POETRY Reading: The Hindu’s Lament, by Edmund Jonah
2m 14s
Performed by Allan Michael Brunet
(Bhagwan is God! or O God!)
As I passed a lonely temple in the after-evening glow,
On the banks of the Ganges where the quiet waters flow,
When the sun had sunk to rest and cool softness touched the air,
I saw a dark-skinned Indian and I heard him chant this prayer:
Bhagwan! Bhagwan!
You snatched away my lantern,
I’m left without a light,
My feet now tread in darkness,
Where once it all was bright.
Can I endure my life
When my dear, dear wife
Is ashes, Bhagwan?
Bhagwan!
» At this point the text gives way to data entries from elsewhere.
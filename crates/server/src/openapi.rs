use axum::Router;
use shared_types::{
    AppError, AppErrorKind, ClientDashboardData, ClientRecord, ClientStatus, DashboardStats,
    DocumentKind, DocumentRecord, LoginRequest, LoginResponse, Role, TimelineEntry,
    TimelineStatus,
};
use utoipa::OpenApi;
use utoipa_scalar::{Scalar, Servable};

use crate::health;
use crate::rest;
use crate::state::AppState;

/// OpenAPI documentation for the demo backend.
#[derive(OpenApi)]
#[openapi(
    paths(
        rest::login,
        rest::get_admin_stats,
        rest::list_admin_clients,
        rest::get_client_dashboard,
        health::health_check,
    ),
    components(schemas(
        AppError,
        AppErrorKind,
        LoginRequest,
        LoginResponse,
        Role,
        DashboardStats,
        ClientRecord,
        ClientStatus,
        ClientDashboardData,
        DocumentRecord,
        DocumentKind,
        TimelineEntry,
        TimelineStatus,
        health::HealthResponse,
    )),
    tags(
        (name = "auth", description = "Demo credential check"),
        (name = "admin", description = "Agency-wide dashboard data"),
        (name = "client", description = "Client project dashboard data"),
        (name = "health", description = "Liveness"),
    )
)]
pub struct ApiDoc;

/// REST routes plus `/health` and the Scalar docs UI at `/docs`, with state
/// applied so the result can be merged into the Dioxus router.
pub fn api_router(state: AppState) -> Router {
    Router::new()
        .merge(rest::api_router())
        .route("/health", axum::routing::get(health::health_check))
        .with_state(state)
        .merge(Scalar::with_url("/docs", ApiDoc::openapi()))
}
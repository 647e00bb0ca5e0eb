use dioxus::prelude::*;
use serde::de::DeserializeOwned;
use shared_types::{
    AppError, ClientDashboardData, ClientRecord, DashboardStats, FeatureFlags, FetchError,
    LoginRequest, LoginResponse,
};

/// Backend address for native clients when `API_BASE_URL` is not set.
pub const DEFAULT_API_BASE_URL: &str = "http://127.0.0.1:8080";

/// Get the current feature flags. Needs no session; flags are not sensitive.
#[server]
pub async fn get_feature_flags() -> Result<FeatureFlags, ServerFnError> {
    Ok(crate::config::feature_flags().clone())
}

/// The four remote calls the views depend on.
///
/// Every method makes exactly one attempt. Callers decide what a failure
/// means; nothing here substitutes data.
#[allow(async_fn_in_trait)]
pub trait RemoteApi {
    /// `POST /api/login`. `Ok` means the server answered with a login body,
    /// whether or not it accepted the credentials.
    async fn login(&self, request: &LoginRequest) -> Result<LoginResponse, FetchError>;

    /// `GET /api/admin/stats`.
    async fn admin_stats(&self) -> Result<DashboardStats, FetchError>;

    /// `GET /api/admin/clients`.
    async fn admin_clients(&self) -> Result<Vec<ClientRecord>, FetchError>;

    /// `GET /api/client/dashboard`.
    async fn client_dashboard(&self) -> Result<ClientDashboardData, FetchError>;
}

/// [`RemoteApi`] over HTTP with `reqwest`.
#[derive(Debug, Clone)]
pub struct HttpApi {
    client: reqwest::Client,
    base_url: String,
}

impl HttpApi {
    pub fn new(base_url: impl Into<String>) -> Self {
        Self {
            client: reqwest::Client::new(),
            base_url: base_url.into().trim_end_matches('/').to_string(),
        }
    }

    /// Resolve the backend address for the current platform: the page origin
    /// in the browser, `API_BASE_URL` (or `.env`) elsewhere.
    pub fn from_env() -> Self {
        #[cfg(target_arch = "wasm32")]
        {
            let origin = web_sys::window()
                .and_then(|w| w.location().origin().ok())
                .unwrap_or_else(|| DEFAULT_API_BASE_URL.to_string());
            Self::new(origin)
        }

        #[cfg(not(target_arch = "wasm32"))]
        {
            let _ = dotenvy::dotenv();
            let base = std::env::var("API_BASE_URL")
                .unwrap_or_else(|_| DEFAULT_API_BASE_URL.to_string());
            Self::new(base)
        }
    }

    pub fn base_url(&self) -> &str {
        &self.base_url
    }

    fn url(&self, path: &str) -> String {
        format!("{}{}", self.base_url, path)
    }

    async fn get_json<T: DeserializeOwned>(&self, path: &str) -> Result<T, FetchError> {
        let url = self.url(path);
        tracing::debug!(%url, "GET");

        let response = self.client.get(&url).send().await.map_err(transport)?;
        let status = response.status().as_u16();
        let body = response.bytes().await.map_err(transport)?;

        if !(200..300).contains(&status) {
            return Err(status_error(status, &body));
        }
        decode(&body)
    }
}

impl RemoteApi for HttpApi {
    async fn login(&self, request: &LoginRequest) -> Result<LoginResponse, FetchError> {
        let url = self.url("/api/login");
        tracing::debug!(%url, username = %request.username, "POST");

        let response = self
            .client
            .post(&url)
            .json(request)
            .send()
            .await
            .map_err(transport)?;
        let status = response.status().as_u16();
        let body = response.bytes().await.map_err(transport)?;

        classify_login(status, &body)
    }

    async fn admin_stats(&self) -> Result<DashboardStats, FetchError> {
        self.get_json("/api/admin/stats").await
    }

    async fn admin_clients(&self) -> Result<Vec<ClientRecord>, FetchError> {
        self.get_json("/api/admin/clients").await
    }

    async fn client_dashboard(&self) -> Result<ClientDashboardData, FetchError> {
        self.get_json("/api/client/dashboard").await
    }
}

fn transport(err: reqwest::Error) -> FetchError {
    FetchError::Transport(err.to_string())
}

/// Build a `Status` error, lifting the message out of an [`AppError`] body
/// when the server sent one.
fn status_error(status: u16, body: &[u8]) -> FetchError {
    let message = serde_json::from_slice::<AppError>(body)
        .ok()
        .map(|e| e.message);
    FetchError::Status { status, message }
}

/// Validate a response body against the endpoint schema.
pub fn decode<T: DeserializeOwned>(body: &[u8]) -> Result<T, FetchError> {
    serde_json::from_slice(body).map_err(|e| FetchError::Parse(e.to_string()))
}

/// Interpret a completed `/api/login` exchange. A non-2xx status can never
/// count as success, whatever the body claims.
pub fn classify_login(status: u16, body: &[u8]) -> Result<LoginResponse, FetchError> {
    let mut reply: LoginResponse = decode(body)?;
    if !(200..300).contains(&status) {
        reply.success = false;
    }
    Ok(reply)
}
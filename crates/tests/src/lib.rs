#[cfg(test)]
mod common;

#[cfg(test)]
mod login_tests;

#[cfg(test)]
mod admin_tests;

#[cfg(test)]
mod client_tests;

#[cfg(test)]
mod health_tests;

#[cfg(test)]
mod http_client_tests;
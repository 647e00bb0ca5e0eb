pub mod admin;
pub mod auth;
pub mod client;

use axum::{
    routing::{get, post},
    Router,
};

use crate::state::AppState;

pub use admin::*;
pub use auth::*;
pub use client::*;

/// Build the REST router for the endpoints the dashboards call.
pub fn api_router() -> Router<AppState> {
    Router::new()
        .route("/api/login", post(auth::login))
        .route("/api/admin/stats", get(admin::get_admin_stats))
        .route("/api/admin/clients", get(admin::list_admin_clients))
        .route("/api/client/dashboard", get(client::get_client_dashboard))
}
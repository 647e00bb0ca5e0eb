use shared_types::{
    ClientDashboardData, ClientRecord, ClientStatus, DashboardStats, DocumentKind, DocumentRecord,
    TimelineEntry, TimelineStatus,
};

/// Monthly revenue (thousands) reported when `DEMO_MONTHLY_REVENUE` is unset.
pub const DEFAULT_MONTHLY_REVENUE: f64 = 15.0;

/// In-memory agency book: the client roster the admin sees and the project
/// the seeded client account follows.
#[derive(Debug, Clone)]
pub struct Portfolio {
    roster: Vec<ClientRecord>,
    monthly_revenue: f64,
    project: Option<ClientDashboardData>,
}

impl Portfolio {
    pub fn new(
        roster: Vec<ClientRecord>,
        monthly_revenue: f64,
        project: Option<ClientDashboardData>,
    ) -> Self {
        Self {
            roster,
            monthly_revenue,
            project,
        }
    }

    /// The demo backend's seed data. Revenue comes from
    /// `DEMO_MONTHLY_REVENUE` when it parses as a number.
    pub fn seeded() -> Self {
        let monthly_revenue = std::env::var("DEMO_MONTHLY_REVENUE")
            .ok()
            .and_then(|v| v.parse().ok())
            .unwrap_or(DEFAULT_MONTHLY_REVENUE);

        let roster = vec![
            record("Venturemond Demo Corp", "Dashboard Redesign", ClientStatus::Active, "$15k"),
            record("Northwind Traders", "Inventory Sync", ClientStatus::Pending, "$42k"),
            record("Globex", "Data Migration", ClientStatus::Delayed, "$120k"),
        ];

        let project = ClientDashboardData {
            project_name: "Dashboard Redesign".to_string(),
            client_name: "Client User".to_string(),
            balance: 1250.0,
            documents: vec![DocumentRecord {
                name: "Statement_of_Work.pdf".to_string(),
                size: "640 KB".to_string(),
                date: "1 week ago".to_string(),
                kind: DocumentKind::Pdf,
            }],
            timeline: vec![
                entry(TimelineStatus::Completed, "Kickoff", "Oct 1"),
                entry(TimelineStatus::Active, "Design Review", "In Progress"),
                entry(TimelineStatus::Pending, "Launch", "Dec 1"),
            ],
        };

        Self::new(roster, monthly_revenue, Some(project))
    }

    pub fn clients(&self) -> &[ClientRecord] {
        &self.roster
    }

    /// Headline numbers derived from the roster.
    pub fn stats(&self) -> DashboardStats {
        let pending = self
            .roster
            .iter()
            .filter(|c| c.status == ClientStatus::Pending)
            .count();
        DashboardStats {
            clients: self.roster.len() as i64,
            revenue: self.monthly_revenue,
            pending: pending as i64,
        }
    }

    pub fn client_project(&self) -> Option<&ClientDashboardData> {
        self.project.as_ref()
    }
}

fn record(name: &str, project: &str, status: ClientStatus, budget: &str) -> ClientRecord {
    ClientRecord {
        name: name.to_string(),
        project: project.to_string(),
        status,
        budget: budget.to_string(),
        avatar: name.chars().take(1).collect(),
    }
}

fn entry(status: TimelineStatus, title: &str, date: &str) -> TimelineEntry {
    TimelineEntry {
        status,
        title: title.to_string(),
        date: date.to_string(),
    }
}

#[cfg(test)]
mod tests {
    use super::*;

    #[test]
    fn stats_are_derived_from_roster() {
        let portfolio = Portfolio::new(
            vec![
                record("A", "a", ClientStatus::Pending, "$1"),
                record("B", "b", ClientStatus::Pending, "$1"),
                record("C", "c", ClientStatus::Active, "$1"),
                record("D", "d", ClientStatus::Delayed, "$1"),
            ],
            7.5,
            None,
        );
        let stats = portfolio.stats();
        assert_eq!(stats.clients, 4);
        assert_eq!(stats.pending, 2);
        assert_eq!(stats.revenue, 7.5);
    }

    #[test]
    fn empty_roster_has_zero_stats() {
        let stats = Portfolio::new(Vec::new(), 0.0, None).stats();
        assert_eq!(stats, DashboardStats::default());
    }

    #[test]
    fn seeded_portfolio_has_a_client_project() {
        let portfolio = Portfolio::seeded();
        assert_eq!(portfolio.clients().len(), 3);
        assert_eq!(portfolio.clients()[0].avatar, "V");
        let project = portfolio.client_project().unwrap();
        assert_eq!(project.project_name, "Dashboard Redesign");
    }
}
Bhagwan!
He raised his hands to heaven then he bowed down to the ground,
He wept in aching sorrow with no whisper of a sound;
I heard the water lapping where the river met the sands;
He rose from off the flagstones and again stretched forth his hands.
Bhagwan! Bhagwan!
You have snatched away my lantern,
My light of life is gone,
My heart will be in darkness
Where once she brightly shone.
Can I endure my life
When my dear, dear wife
Is ashes, Bhagwan?
Bhagwan! Bhagwan!
My heart brimmed bitter sadness as I left the temple shrine,
The pain of that poor Indian was now soul-wedged into mine.
And still do I remember, though the years have passed me by,
The hands outstretched to heaven and the anguish in that cry:
Bhagwan! Bhagwan!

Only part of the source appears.